Erickson, John. (1999). The Road to Stalingrad. New Haven, CT: Yale University Press. Glantz, David, and House, Jonathan. (1995). When Titans Clashed: How the Red Army Stopped Hitler. Lawrence: University Press of Kansas.

A. DELANO DUGARM

OPRICHNINA

Tsar Ivan IV’s personal domain between 1565 and 1572, and by extension the domestic policy of that period.

The term oprichnina (from oprich, “separate”) denoted a part of something, usually specific land-holdings of a prince or a prince’s widow. Ivan IV (the Terrible, or Grozny) established his Oprichnina after he unexpectedly left Moscow in December 1564. He settled at Alexandrovskaya sloboda, a hunting lodge northeast of Moscow, which became the Oprichnina’s capital. Ivan IV accused his old court of treason and demanded the right to punish his enemies. He divided the territory of his realm, his court, and the administration into two: the Oprichnina under the tsar’s personal control; and the Zemshchina (from zemlya, “land”), officially under the rule of those boyars who stayed in Moscow.

The servitors were divided between the Zem-shchina and the Oprichnina courts on the basis of personal loyalty to the tsar, but the courts were largely drawn from the same elite clans. The Oprichnina court was headed by Alexei and Fyodor Basmanov-Pleshcheev, Prince Afanasy Vyazemsky, and the Caucasian Prince Mikhail Cherkassky, brother-in-law of Ivan IV. They were succeeded in around 1570 by the high-ranking cavalrymen Malyuta Skuratov-Belsky and Vasily Gryaznoy. The Oprichnina army initially consisted of one thousand men; later its numbers increased five- to sixfold. Most of them came from the central part of the country, although there were also many non-Muscovites (Western mercenaries, Tatar and Caucasian servitors) in the Oprichnina. Both the leading Muscovite merchants (the Stroganovs) and the English Muscovy Company also sought admission to the Oprichnina. To maintain the Oprichnina army, the tsar included in his domain prosperous peasant and urban communities in the north, household lands in various parts of the country (mostly in its central districts), mid-sized and small districts with numerous conditional landholdings, and some quarters of Moscow. The northern lands produced revenues and marketable commodities (furs, salt), the household lands provided the Oprichnina with various supplies, and the regions with conditional landholdings supplied servitors for the Oprichnina army. The territory of the Oprichnina was never stable, and eventually included sections of Novgorod. The authorities deported non-Oprichnina servitors from the Oprichnina lands and granted their estates to the oprichniki (members of the Oprichnina), but the extent of these forced resettlements remains unclear.

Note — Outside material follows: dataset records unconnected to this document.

// src/models/tracking.rs

//! Mocked tracking records keyed by airway bill.

use std::collections::HashMap;
use std::fs;
use std::path::Path;

use chrono::{NaiveDate, NaiveDateTime};
use serde::{Deserialize, Serialize};

use crate::error::Result;

/// Timestamp layouts accepted in history entries.
const DATETIME_FORMATS: [&str; 4] = [
    "%Y-%m-%d %H:%M:%S",
    "%Y-%m-%d %H:%M",
    "%Y-%m-%dT%H:%M:%S",
    "%Y-%m-%dT%H:%M",
];

/// A single checkpoint in a shipment's history.
#[derive(Debug, Clone, Serialize, Deserialize, PartialEq, Eq)]
pub struct TrackingHistoryItem {
    /// Free-text date as it appears in the fixture
    pub date: String,

    /// Checkpoint location
    pub location: String,

    /// Status description at this checkpoint
    pub status: String,

    /// Icon name used by the front end
    #[serde(default, skip_serializing_if = "Option::is_none")]
    pub icon: Option<String>,
}

impl TrackingHistoryItem {
    /// Parse the entry date, if it is in a recognized layout.
    pub fn timestamp(&self) -> Option<NaiveDateTime> {
        let date = self.date.trim();
        DATETIME_FORMATS
            .iter()
            .find_map(|fmt| NaiveDateTime::parse_from_str(date, fmt).ok())
            .or_else(|| {
                NaiveDate::parse_from_str(date, "%Y-%m-%d")
                    .ok()
                    .and_then(|d| d.and_hms_opt(0, 0, 0))
            })
    }
}

/// Tracking data for one shipment.
#[derive(Debug, Clone, Serialize, Deserialize, PartialEq, Eq)]
#[serde(rename_all = "camelCase")]
pub struct TrackingData {
    /// Courier name as declared by the tracking record
    pub courier: String,

    /// Current shipment status
    pub status: String,

    /// Service level (e.g., "REG", "YES")
    #[serde(default, skip_serializing_if = "Option::is_none")]
    pub service: Option<String>,

    /// Estimated delivery date
    #[serde(default, skip_serializing_if = "Option::is_none")]
    pub estimated_delivery: Option<String>,

    /// Destination city
    #[serde(default, skip_serializing_if = "Option::is_none")]
    pub destination: Option<String>,

    /// Checkpoints in chronological order
    #[serde(default)]
    pub history: Vec<TrackingHistoryItem>,
}

impl TrackingData {
    /// The most recent checkpoint.
    pub fn latest_event(&self) -> Option<&TrackingHistoryItem> {
        self.history.last()
    }

    /// Whether the shipment status reads as delivered.
    pub fn is_delivered(&self) -> bool {
        let status = self.status.to_lowercase();
        status.contains("delivered") || status.contains("terkirim")
    }
}

/// Static tracking database keyed by AWB.
#[derive(Debug, Clone, Default, Serialize, Deserialize)]
#[serde(transparent)]
pub struct TrackingDatabase {
    entries: HashMap<String, TrackingData>,
}

impl TrackingDatabase {
    /// Load the tracking database from a JSON file.
    pub fn load(path: impl AsRef<Path>) -> Result<Self> {
        let content = fs::read_to_string(path)?;
        Ok(serde_json::from_str(&content)?)
    }

    /// Look up a shipment by its AWB exactly as given.
    pub fn get(&self, awb: &str) -> Option<&TrackingData> {
        self.entries.get(awb)
    }

    /// Number of shipments in the database.
    pub fn len(&self) -> usize {
        self.entries.len()
    }

    /// Whether the database holds no shipments.
    pub fn is_empty(&self) -> bool {
        self.entries.is_empty()
    }
}

impl FromIterator<(String, TrackingData)> for TrackingDatabase {
    fn from_iter<I: IntoIterator<Item = (String, TrackingData)>>(iter: I) -> Self {
        Self {
            entries: iter.into_iter().collect(),
        }
    }
}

The Oprichnina affected various local communities in different ways. The Zemshchina territories bore the heavy financial burden of funding the organization and actions of the Oprichnina; some Zemshchina communities were pillaged and devastated. In early 1570, the tsar and his oprichniki sacked Novgorod, where they slaughtered from three thousand to fifteen thousand people. At the same time, the lower-ranking inhabitants of Moscow escaped Ivan’s disgrace and forced resettlements. For taxpayers in the remote north, the establishment of the Oprichnina mostly meant a change of payee.

The tsar sought to maintain a close relationship with the clergy by expanding the tax privileges of important dioceses and monasteries and including some of them in the Oprichnina. In exchange, he demanded that the metropolitan not intervene in the Oprichnina and abolished the metropolitan’s traditional right to intercede on behalf of the disgraced. The Oprichnina’s victims included Metropolitan Philip Kolychev, who openly criticized the Oprichnina (deposed 1568, killed 1569) and Archbishop Pimen of Novgorod, the tsar’s former close ally (deposed and exiled 1570).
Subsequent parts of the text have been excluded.